The Castle of the Otter
- First edition
- Author: Gene Wolfe
- Language: English
- Genre: Essay Collection
- Publisher: Ziesing Brothers
- Publication date: 1982
- ISBN: 0-917488-10-5

= The Castle of the Otter =

Collection of essays by Gene Wolfe

The Castle of the Otter is a collection of essays and other non-fiction by Gene Wolfe, related to his Book of the New Sun tetralogy. It takes its title from an incorrect announcement of Wolfe's final volume in Locus. The Citadel of the Autarch was the actual name of the final work in the series. Wolfe liked the inaccurate title, though, and reused it as the name for a companion work of non-fiction essays and unused materials from the series (including an article about how Otter got its title).

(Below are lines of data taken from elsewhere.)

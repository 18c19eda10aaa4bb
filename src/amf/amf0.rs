//! AMF0 encoder and decoder
//!
//! Type markers:
//! ```text
//! 0x00 Number       0x01 Boolean     0x02 String      0x03 Object
//! 0x05 Null         0x06 Undefined   0x07 Reference   0x08 ECMA Array
//! 0x09 Object End   0x0A Strict Arr  0x0B Date        0x0C Long String
//! 0x0D Unsupported  0x0F XML         0x10 Typed Obj   0x11 AVM+ (AMF3)
//! ```
//!
//! Decoding is strict: truncated input, a missing object end marker or an
//! unknown marker (AVM+ included) is an [`AmfError`].

use bytes::{Buf, BufMut, Bytes, BytesMut};
use std::collections::HashMap;

use super::value::AmfValue;
use crate::error::AmfError;

const MARKER_NUMBER: u8 = 0x00;
const MARKER_BOOLEAN: u8 = 0x01;
const MARKER_STRING: u8 = 0x02;
const MARKER_OBJECT: u8 = 0x03;
const MARKER_NULL: u8 = 0x05;
const MARKER_UNDEFINED: u8 = 0x06;
const MARKER_REFERENCE: u8 = 0x07;
const MARKER_ECMA_ARRAY: u8 = 0x08;
const MARKER_OBJECT_END: u8 = 0x09;
const MARKER_STRICT_ARRAY: u8 = 0x0A;
const MARKER_DATE: u8 = 0x0B;
const MARKER_LONG_STRING: u8 = 0x0C;
const MARKER_UNSUPPORTED: u8 = 0x0D;
const MARKER_XML_DOCUMENT: u8 = 0x0F;
const MARKER_TYPED_OBJECT: u8 = 0x10;

const MAX_NESTING_DEPTH: usize = 64;

/// AMF0 decoder. Keeps the reference table for one message.
#[derive(Debug, Default)]
pub struct Amf0Decoder {
    references: Vec<AmfValue>,
    depth: usize,
}

impl Amf0Decoder {
    pub fn new() -> Self {
        Self::default()
    }

    pub fn decode(&mut self, buf: &mut Bytes) -> Result<AmfValue, AmfError> {
        if !buf.has_remaining() {
            return Err(AmfError::UnexpectedEof);
        }
        if self.depth >= MAX_NESTING_DEPTH {
            return Err(AmfError::NestingTooDeep);
        }

        self.depth += 1;
        let marker = buf.get_u8();
        let value = self.decode_value(marker, buf);
        self.depth -= 1;
        value
    }

    /// Decode values until the buffer is empty
    pub fn decode_all(&mut self, buf: &mut Bytes) -> Result<Vec<AmfValue>, AmfError> {
        let mut values = Vec::new();
        while buf.has_remaining() {
            values.push(self.decode(buf)?);
        }
        Ok(values)
    }

    fn decode_value(&mut self, marker: u8, buf: &mut Bytes) -> Result<AmfValue, AmfError> {
        match marker {
            MARKER_NUMBER => {
                need(buf, 8)?;
                Ok(AmfValue::Number(buf.get_f64()))
            }
            MARKER_BOOLEAN => {
                need(buf, 1)?;
                Ok(AmfValue::Boolean(buf.get_u8() != 0))
            }
            MARKER_STRING => Ok(AmfValue::String(read_utf8(buf)?)),
            MARKER_LONG_STRING => Ok(AmfValue::String(read_utf8_long(buf)?)),
            MARKER_NULL => Ok(AmfValue::Null),
            MARKER_UNDEFINED | MARKER_UNSUPPORTED => Ok(AmfValue::Undefined),
            MARKER_OBJECT => {
                let slot = self.reserve_reference();
                let properties = self.read_properties(buf)?;
                Ok(self.fill_reference(slot, AmfValue::Object(properties)))
            }
            MARKER_ECMA_ARRAY => {
                need(buf, 4)?;
                // Count is a hint only; the end marker terminates
                let _count = buf.get_u32();
                let slot = self.reserve_reference();
                let properties = self.read_properties(buf)?;
                Ok(self.fill_reference(slot, AmfValue::EcmaArray(properties)))
            }
            MARKER_TYPED_OBJECT => {
                let class_name = read_utf8(buf)?;
                let slot = self.reserve_reference();
                let properties = self.read_properties(buf)?;
                Ok(self.fill_reference(
                    slot,
                    AmfValue::TypedObject {
                        class_name,
                        properties,
                    },
                ))
            }
            MARKER_STRICT_ARRAY => {
                need(buf, 4)?;
                let count = buf.get_u32() as usize;
                let slot = self.reserve_reference();
                let mut elements = Vec::with_capacity(count.min(1024));
                for _ in 0..count {
                    elements.push(self.decode(buf)?);
                }
                Ok(self.fill_reference(slot, AmfValue::Array(elements)))
            }
            MARKER_DATE => {
                need(buf, 10)?;
                let millis = buf.get_f64();
                let _timezone = buf.get_i16();
                Ok(AmfValue::Date(millis))
            }
            MARKER_XML_DOCUMENT => Ok(AmfValue::Xml(read_utf8_long(buf)?)),
            MARKER_REFERENCE => {
                need(buf, 2)?;
                let index = buf.get_u16();
                self.references
                    .get(index as usize)
                    .cloned()
                    .ok_or(AmfError::InvalidReference(index))
            }
            other => Err(AmfError::UnknownMarker(other)),
        }
    }

    /// Key/value pairs up to the empty key + 0x09 terminator
    fn read_properties(&mut self, buf: &mut Bytes) -> Result<HashMap<String, AmfValue>, AmfError> {
        let mut properties = HashMap::new();
        loop {
            let key = read_utf8(buf)?;
            if key.is_empty() {
                need(buf, 1)?;
                if buf.get_u8() != MARKER_OBJECT_END {
                    return Err(AmfError::InvalidObjectEnd);
                }
                return Ok(properties);
            }
            let value = self.decode(buf)?;
            properties.insert(key, value);
        }
    }

    fn reserve_reference(&mut self) -> usize {
        self.references.push(AmfValue::Null);
        self.references.len() - 1
    }

    fn fill_reference(&mut self, slot: usize, value: AmfValue) -> AmfValue {
        self.references[slot] = value.clone();
        value
    }
}

fn need(buf: &Bytes, n: usize) -> Result<(), AmfError> {
    if buf.remaining() < n {
        Err(AmfError::UnexpectedEof)
    } else {
        Ok(())
    }
}

fn read_utf8(buf: &mut Bytes) -> Result<String, AmfError> {
    need(buf, 2)?;
    let len = buf.get_u16() as usize;
    read_str(buf, len)
}

fn read_utf8_long(buf: &mut Bytes) -> Result<String, AmfError> {
    need(buf, 4)?;
    let len = buf.get_u32() as usize;
    read_str(buf, len)
}

fn read_str(buf: &mut Bytes, len: usize) -> Result<String, AmfError> {
    need(buf, len)?;
    let raw = buf.split_to(len);
    std::str::from_utf8(&raw)
        .map(str::to_owned)
        .map_err(|_| AmfError::InvalidUtf8)
}

/// AMF0 encoder
#[derive(Debug)]
pub struct Amf0Encoder {
    buf: BytesMut,
}

impl Amf0Encoder {
    pub fn new() -> Self {
        Self {
            buf: BytesMut::with_capacity(256),
        }
    }

    /// Take the encoded bytes, leaving the encoder empty
    pub fn finish(&mut self) -> Bytes {
        self.buf.split().freeze()
    }

    pub fn encode(&mut self, value: &AmfValue) {
        match value {
            AmfValue::Null => self.buf.put_u8(MARKER_NULL),
            AmfValue::Undefined => self.buf.put_u8(MARKER_UNDEFINED),
            AmfValue::Boolean(b) => {
                self.buf.put_u8(MARKER_BOOLEAN);
                self.buf.put_u8(u8::from(*b));
            }
            AmfValue::Number(n) => {
                self.buf.put_u8(MARKER_NUMBER);
                self.buf.put_f64(*n);
            }
            AmfValue::String(s) if s.len() > 0xFFFF => {
                self.buf.put_u8(MARKER_LONG_STRING);
                self.buf.put_u32(s.len() as u32);
                self.buf.put_slice(s.as_bytes());
            }
            AmfValue::String(s) => {
                self.buf.put_u8(MARKER_STRING);
                self.write_key(s);
            }
            AmfValue::Object(props) => {
                self.buf.put_u8(MARKER_OBJECT);
                self.write_properties(props);
            }
            AmfValue::EcmaArray(props) => {
                self.buf.put_u8(MARKER_ECMA_ARRAY);
                self.buf.put_u32(props.len() as u32);
                self.write_properties(props);
            }
            AmfValue::TypedObject {
                class_name,
                properties,
            } => {
                self.buf.put_u8(MARKER_TYPED_OBJECT);
                self.write_key(class_name);
                self.write_properties(properties);
            }
            AmfValue::Array(elements) => {
                self.buf.put_u8(MARKER_STRICT_ARRAY);
                self.buf.put_u32(elements.len() as u32);
                for element in elements {
                    self.encode(element);
                }
            }
            AmfValue::Date(millis) => {
                self.buf.put_u8(MARKER_DATE);
                self.buf.put_f64(*millis);
                self.buf.put_i16(0);
            }
            AmfValue::Xml(s) => {
                self.buf.put_u8(MARKER_XML_DOCUMENT);
                self.buf.put_u32(s.len() as u32);
                self.buf.put_slice(s.as_bytes());
            }
        }
    }

    pub fn encode_all(&mut self, values: &[AmfValue]) {
        for value in values {
            self.encode(value);
        }
    }

    fn write_properties(&mut self, props: &HashMap<String, AmfValue>) {
        for (key, value) in props {
            self.write_key(key);
            self.encode(value);
        }
        self.buf.put_u16(0);
        self.buf.put_u8(MARKER_OBJECT_END);
    }

    /// 16-bit length prefixed UTF-8, truncated on a char boundary
    fn write_key(&mut self, s: &str) {
        let mut len = s.len().min(0xFFFF);
        while !s.is_char_boundary(len) {
            len -= 1;
        }
        self.buf.put_u16(len as u16);
        self.buf.put_slice(&s.as_bytes()[..len]);
    }
}

impl Default for Amf0Encoder {
    fn default() -> Self {
        Self::new()
    }
}

pub fn encode_all(values: &[AmfValue]) -> Bytes {
    let mut encoder = Amf0Encoder::new();
    encoder.encode_all(values);
    encoder.finish()
}

pub fn decode_all(data: Bytes) -> Result<Vec<AmfValue>, AmfError> {
    let mut data = data;
    Amf0Decoder::new().decode_all(&mut data)
}

#[cfg(test)]
mod tests {
    use super::*;

    #[test]
    fn test_connect_command_roundtrip() {
        let values = vec![
            AmfValue::from("connect"),
            AmfValue::from(1.0),
            AmfValue::object([
                ("app", AmfValue::from("live")),
                ("tcUrl", AmfValue::from("rtmp://localhost/live")),
                ("objectEncoding", AmfValue::from(0.0)),
            ]),
        ];
        let decoded = decode_all(encode_all(&values)).unwrap();
        assert_eq!(decoded, values);
    }

    #[test]
    fn test_known_wire_bytes() {
        // "_result", 1.0, null
        let wire = encode_all(&[AmfValue::from("_result"), AmfValue::from(1.0), AmfValue::Null]);
        let mut expected = vec![0x02, 0x00, 0x07];
        expected.extend_from_slice(b"_result");
        expected.push(0x00);
        expected.extend_from_slice(&1.0f64.to_be_bytes());
        expected.push(0x05);
        assert_eq!(&wire[..], &expected[..]);
    }

    #[test]
    fn test_metadata_ecma_array() {
        let meta = AmfValue::EcmaArray(
            [
                ("width".to_string(), AmfValue::Number(1920.0)),
                ("stereo".to_string(), AmfValue::Boolean(true)),
            ]
            .into_iter()
            .collect(),
        );
        let values = vec![AmfValue::from("@setDataFrame"), AmfValue::from("onMetaData"), meta];
        assert_eq!(decode_all(encode_all(&values)).unwrap(), values);
    }

    #[test]
    fn test_nested_and_array_values() {
        let value = AmfValue::object([(
            "inner",
            AmfValue::Array(vec![AmfValue::Boolean(false), AmfValue::Undefined, AmfValue::Date(1.0e12)]),
        )]);
        assert_eq!(decode_all(encode_all(&[value.clone()])).unwrap(), vec![value]);
    }

    #[test]
    fn test_long_string_marker() {
        let long = "x".repeat(70_000);
        let wire = encode_all(&[AmfValue::from(long.as_str())]);
        assert_eq!(wire[0], MARKER_LONG_STRING);
        assert_eq!(decode_all(wire).unwrap(), vec![AmfValue::String(long)]);
    }

    #[test]
    fn test_reference_resolves_earlier_object() {
        let mut wire = BytesMut::new();
        wire.put_slice(&encode_all(&[AmfValue::object([("a", 1.0)])]));
        wire.put_slice(&[MARKER_REFERENCE, 0x00, 0x00]);
        let values = decode_all(wire.freeze()).unwrap();
        assert_eq!(values[0], values[1]);

        let bad = Bytes::from_static(&[MARKER_REFERENCE, 0x00, 0x04]);
        assert_eq!(decode_all(bad), Err(AmfError::InvalidReference(4)));
    }

    #[test]
    fn test_truncated_input_is_an_error() {
        let wire = encode_all(&[AmfValue::from("publish"), AmfValue::from(5.0)]);
        let truncated = wire.slice(..wire.len() - 3);
        assert_eq!(decode_all(truncated), Err(AmfError::UnexpectedEof));

        let open_object = Bytes::from_static(&[MARKER_OBJECT, 0x00, 0x01, b'a', MARKER_NULL]);
        assert_eq!(decode_all(open_object), Err(AmfError::UnexpectedEof));
    }

    #[test]
    fn test_bad_object_end() {
        let wire = Bytes::from_static(&[MARKER_OBJECT, 0x00, 0x00, 0x07]);
        assert_eq!(decode_all(wire), Err(AmfError::InvalidObjectEnd));
    }

    #[test]
    fn test_unknown_and_avmplus_markers() {
        assert_eq!(decode_all(Bytes::from_static(&[0x42])), Err(AmfError::UnknownMarker(0x42)));
        assert_eq!(decode_all(Bytes::from_static(&[0x11, 0x01])), Err(AmfError::UnknownMarker(0x11)));
    }

    #[test]
    fn test_invalid_utf8() {
        let wire = Bytes::from_static(&[MARKER_STRING, 0x00, 0x02, 0xC3, 0x28]);
        assert_eq!(decode_all(wire), Err(AmfError::InvalidUtf8));
    }

    #[test]
    fn test_nesting_limit() {
        let mut wire = Vec::new();
        for _ in 0..(MAX_NESTING_DEPTH + 1) {
            wire.extend_from_slice(&[MARKER_STRICT_ARRAY, 0, 0, 0, 1]);
        }
        wire.push(MARKER_NULL);
        assert_eq!(decode_all(Bytes::from(wire)), Err(AmfError::NestingTooDeep));
    }
}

The Castle of the Otter (1982, ISBN 0-917488-10-5) is something of a collector's item; its first edition sold out before its publication date. Originally published as a small press edition by Ziesing Brothers, it was later offered for sale through the Science Fiction Book Club.

The material in Castle of the Otter was combined with his short story collection Gene Wolfe's Book of Days to make the volume Castle of Days.

== Reception ==
Algis Budrys "commended" the collection to readers of his review column, describing it as "a book not just about a book, but about books and literacy."